Cannon on a Moving Cart PhysicsVelocity Addition: Ground vs Cart Frame
Introduction
Mount a cannon on a cart, roll the cart along at a steady speed, and fire a shell at an angle. To someone standing on the ground the shell traces a long, forward-leaning arc; to someone riding the cart it traces a tidy symmetric arc that rises straight over the gun and comes down the same distance ahead. Both are watching one and the same flight; they simply measure it against different things.
The difference is the cart's velocity, which the shell inherits at the instant of launch and carries unchanged through the air. In the ground frame that inherited speed adds to the launch's own horizontal component, stretching the arc downrange. In the cart's frame the cart's speed is subtracted out, leaving the plain parabola of an ordinary stationary cannon. The simulator draws either view on demand and reports both the Ground range and the Cart range so you can watch the two numbers diverge by exactly the distance the cart rolls.

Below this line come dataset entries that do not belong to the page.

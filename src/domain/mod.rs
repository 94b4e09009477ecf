//! Domain types for the alibi pipeline.
//!
//! This module contains the core data structures:
//! - Claim: What a witness says happened
//! - Video: Resolved video assets
//! - Analysis: Raw detections from the video-understanding service
//! - Evidence: The normalized, immutable evidence pack
//! - Job: Analysis job records and their journal events
//! - Report: Comparison results and the credibility report

pub mod analysis;
pub mod claim;
pub mod evidence;
pub mod job;
pub mod report;
pub mod video;

// Re-export commonly used types
pub use analysis::{DetectionKind, VideoAnalysis, VideoDetection};
pub use claim::{TimeWindow, WitnessClaim};
pub use video::VideoAsset;
pub use evidence::{
    EvidenceChapter, EvidenceEvent, EvidenceKeyQuote, EvidencePack, EvidencePackSource,
    EvidenceRef,
};
pub use job::{
    FailureKind, JobEvent, JobEventKind, JobFailure, JobRecord, JobStatus, JobStatusResponse,
};
pub use report::{AssertionKind, AssertionVerdict, ComparisonResult, CredibilityReport, Verdict};
//! alibi - Footage-backed witness claim assessment
//!
//! A Rust pipeline that turns surveillance footage into queryable
//! evidence and checks witness statements against it.
//!
//! # Architecture
//!
//! The system is built around event sourcing:
//! - Every job state change is recorded as an immutable journal event
//! - Current job state is derived by replaying the journal
//! - Interrupted jobs are reconciled against the upstream service
//!
//! # Modules
//!
//! - `adapters`: External system integrations (video indexer, media store)
//! - `core`: Pipeline logic (journal, tracker, normalizer, comparator,
//!   aggregator)
//! - `domain`: Data structures (jobs, evidence, claims, reports)
//! - `cli`: Command-line interface
//!
//! # Usage
//!
//! ```bash
//! # Submit footage for analysis
//! alibi submit dock-cam --wait
//!
//! # Check job status
//! alibi status <job-id>
//!
//! # Assess a witness claim against completed analysis
//! alibi assess <job-id> "I was at the warehouse around 9pm"
//! ```

pub mod adapters;
pub mod cli;
pub mod config;
pub mod core;
pub mod domain;

// Re-export main types at crate root for convenience
pub use adapters::{
    FixtureIndexer, HttpIndexer, IndexerError, LocalVideoStore, StoreError, TaskState,
    VideoIndexer, VideoStore,
};
pub use config::{Config, IndexerMode};
pub use crate::core::{JobJournal, JobTracker, RetryPolicy};
pub use domain::{
    CredibilityReport, EvidencePack, JobRecord, JobStatus, Verdict, VideoAsset, WitnessClaim,
};
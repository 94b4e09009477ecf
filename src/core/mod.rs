//! Core pipeline logic.
//!
//! This module contains:
//! - Journal: Append-only job event logging
//! - Tracker: Async job lifecycle against the video indexer
//! - Normalizer: Raw detections into evidence packs
//! - Comparator: Witness claims against evidence
//! - Aggregator: Comparisons into credibility reports

pub mod aggregator;
pub mod comparator;
pub mod journal;
pub mod normalizer;
pub mod tracker;

// Re-export commonly used types
pub use aggregator::{aggregate, assess};
pub use comparator::{compare, CompareError};
pub use journal::{JobJournal, JournalError};
pub use normalizer::{normalize, NormalizeError};
pub use tracker::{JobTracker, RetryPolicy, TrackerError};
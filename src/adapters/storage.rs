//! Local video storage backed by sidecar metadata files.
//!
//! A video lives in the store as a media file plus a `<file>.json` sidecar
//! (or as a bare sidecar when the media itself already sits with the
//! indexing service). The sidecar carries duration and, when known, the
//! wall-clock recording start used to anchor claim times.

use std::path::{Path, PathBuf};

use async_trait::async_trait;
use chrono::{DateTime, Utc};
use serde::Deserialize;
use tracing::debug;

use super::{StoreError, VideoAsset, VideoStore};

/// Store rooted at a directory of media files and sidecars
pub struct LocalVideoStore {
    root: PathBuf,
}

/// Sidecar metadata shape
#[derive(Debug, Deserialize)]
struct Sidecar {
    /// Explicit asset id; defaults to the file stem
    #[serde(default)]
    id: Option<String>,

    #[serde(default)]
    title: Option<String>,

    duration_secs: f64,

    #[serde(default)]
    recorded_at: Option<DateTime<Utc>>,
}

impl LocalVideoStore {
    pub fn new(root: impl Into<PathBuf>) -> Self {
        Self { root: root.into() }
    }

    pub fn root(&self) -> &Path {
        &self.root
    }

    /// Locate the sidecar for a reference.
    ///
    /// Accepts a path to the media file, a path to the sidecar itself, or
    /// a bare asset name resolved under the store root.
    fn sidecar_path(&self, reference: &str) -> Result<PathBuf, StoreError> {
        let direct = Path::new(reference);
        let base = if direct.exists() {
            direct.to_path_buf()
        } else {
            let under_root = self.root.join(reference);
            if under_root.exists() {
                under_root
            } else {
                let named = self.root.join(format!("{}.json", reference));
                if named.exists() {
                    return Ok(named);
                }
                return Err(StoreError::NotFound(reference.to_string()));
            }
        };

        if base.extension().and_then(|e| e.to_str()) == Some("json") {
            return Ok(base);
        }

        // Media file: sidecar sits next to it as <file>.json
        let mut sidecar = base.as_os_str().to_owned();
        sidecar.push(".json");
        let sidecar = PathBuf::from(sidecar);
        if sidecar.exists() {
            Ok(sidecar)
        } else {
            Err(StoreError::Invalid {
                reference: reference.to_string(),
                reason: format!("no sidecar metadata at {}", sidecar.display()),
            })
        }
    }
}

#[async_trait]
impl VideoStore for LocalVideoStore {
    async fn resolve(&self, reference: &str) -> Result<VideoAsset, StoreError> {
        let sidecar_path = self.sidecar_path(reference)?;

        let raw = std::fs::read_to_string(&sidecar_path)?;
        let sidecar: Sidecar = serde_json::from_str(&raw).map_err(|e| StoreError::Invalid {
            reference: reference.to_string(),
            reason: format!("malformed sidecar: {}", e),
        })?;

        if !sidecar.duration_secs.is_finite() || sidecar.duration_secs <= 0.0 {
            return Err(StoreError::Invalid {
                reference: reference.to_string(),
                reason: format!("duration_secs must be positive, got {}", sidecar.duration_secs),
            });
        }

        let id = sidecar.id.unwrap_or_else(|| {
            sidecar_path
                .file_stem()
                .and_then(|s| s.to_str())
                .unwrap_or(reference)
                .to_string()
        });

        let uploaded_at = std::fs::metadata(&sidecar_path)
            .and_then(|m| m.modified())
            .map(DateTime::<Utc>::from)
            .unwrap_or_else(|_| Utc::now());

        debug!(video_id = %id, sidecar = %sidecar_path.display(), "resolved video asset");

        Ok(VideoAsset {
            id,
            title: sidecar.title,
            duration_secs: sidecar.duration_secs,
            recorded_at: sidecar.recorded_at,
            uploaded_at,
        })
    }
}

#[cfg(test)]
mod tests {
    use super::*;
    use tempfile::TempDir;

    fn write_sidecar(dir: &TempDir, name: &str, body: &str) {
        std::fs::write(dir.path().join(name), body).unwrap();
    }

    #[tokio::test]
    async fn test_resolve_by_bare_name() {
        let dir = TempDir::new().unwrap();
        write_sidecar(&dir, "warehouse.json", r#"{"duration_secs": 900.0, "title": "Dock 4"}"#);

        let store = LocalVideoStore::new(dir.path());
        let asset = store.resolve("warehouse").await.unwrap();

        assert_eq!(asset.id, "warehouse");
        assert_eq!(asset.title.as_deref(), Some("Dock 4"));
        assert_eq!(asset.duration_secs, 900.0);
        assert!(asset.recorded_at.is_none());
    }

    #[tokio::test]
    async fn test_resolve_media_path_with_sidecar() {
        let dir = TempDir::new().unwrap();
        std::fs::write(dir.path().join("cam1.mp4"), b"").unwrap();
        write_sidecar(
            &dir,
            "cam1.mp4.json",
            r#"{"id": "cam1-night", "duration_secs": 600.0, "recorded_at": "2024-03-01T20:45:00Z"}"#,
        );

        let store = LocalVideoStore::new(dir.path());
        let asset = store.resolve("cam1.mp4").await.unwrap();

        assert_eq!(asset.id, "cam1-night");
        assert!(asset.recorded_at.is_some());
    }

    #[tokio::test]
    async fn test_unknown_reference() {
        let dir = TempDir::new().unwrap();
        let store = LocalVideoStore::new(dir.path());

        let err = store.resolve("nope").await.unwrap_err();
        assert!(matches!(err, StoreError::NotFound(_)));
    }

    #[tokio::test]
    async fn test_media_without_sidecar_rejected() {
        let dir = TempDir::new().unwrap();
        std::fs::write(dir.path().join("orphan.mp4"), b"").unwrap();

        let store = LocalVideoStore::new(dir.path());
        let err = store.resolve("orphan.mp4").await.unwrap_err();
        assert!(matches!(err, StoreError::Invalid { .. }));
    }

    #[tokio::test]
    async fn test_nonpositive_duration_rejected() {
        let dir = TempDir::new().unwrap();
        write_sidecar(&dir, "bad.json", r#"{"duration_secs": 0.0}"#);

        let store = LocalVideoStore::new(dir.path());
        let err = store.resolve("bad").await.unwrap_err();
        assert!(matches!(err, StoreError::Invalid { .. }));
    }
}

This is the cannon version of a familiar idea: a ball tossed straight up inside a moving train comes back to your hand. Here the launch is angled rather than vertical, so the inherited velocity shows up not as a hidden zero offset but as a visible, measurable gap between the two ranges. With cart speed 8 m/s, launch speed 20 m/s, and angle 50°, the Ground range reads about 65 m and the Cart range about 40 m, a 25 m gap that is precisely how far the cart travels during the 3.12 s flight.
The Physics Explained
Velocities add as vectors. At the moment of firing, the shell's ground-frame velocity is the sum of two pieces: the cart's horizontal velocity, which the shell inherits, and the muzzle velocity supplied by the cannon at angle θ. Splitting the muzzle velocity into components, the horizontal part of the ground-frame velocity is vₓ = vcart + vlaunch·cos(θ), while the vertical part is vy = vlaunch·sin(θ). Only the horizontal equation carries the cart's speed; the vertical equation does not.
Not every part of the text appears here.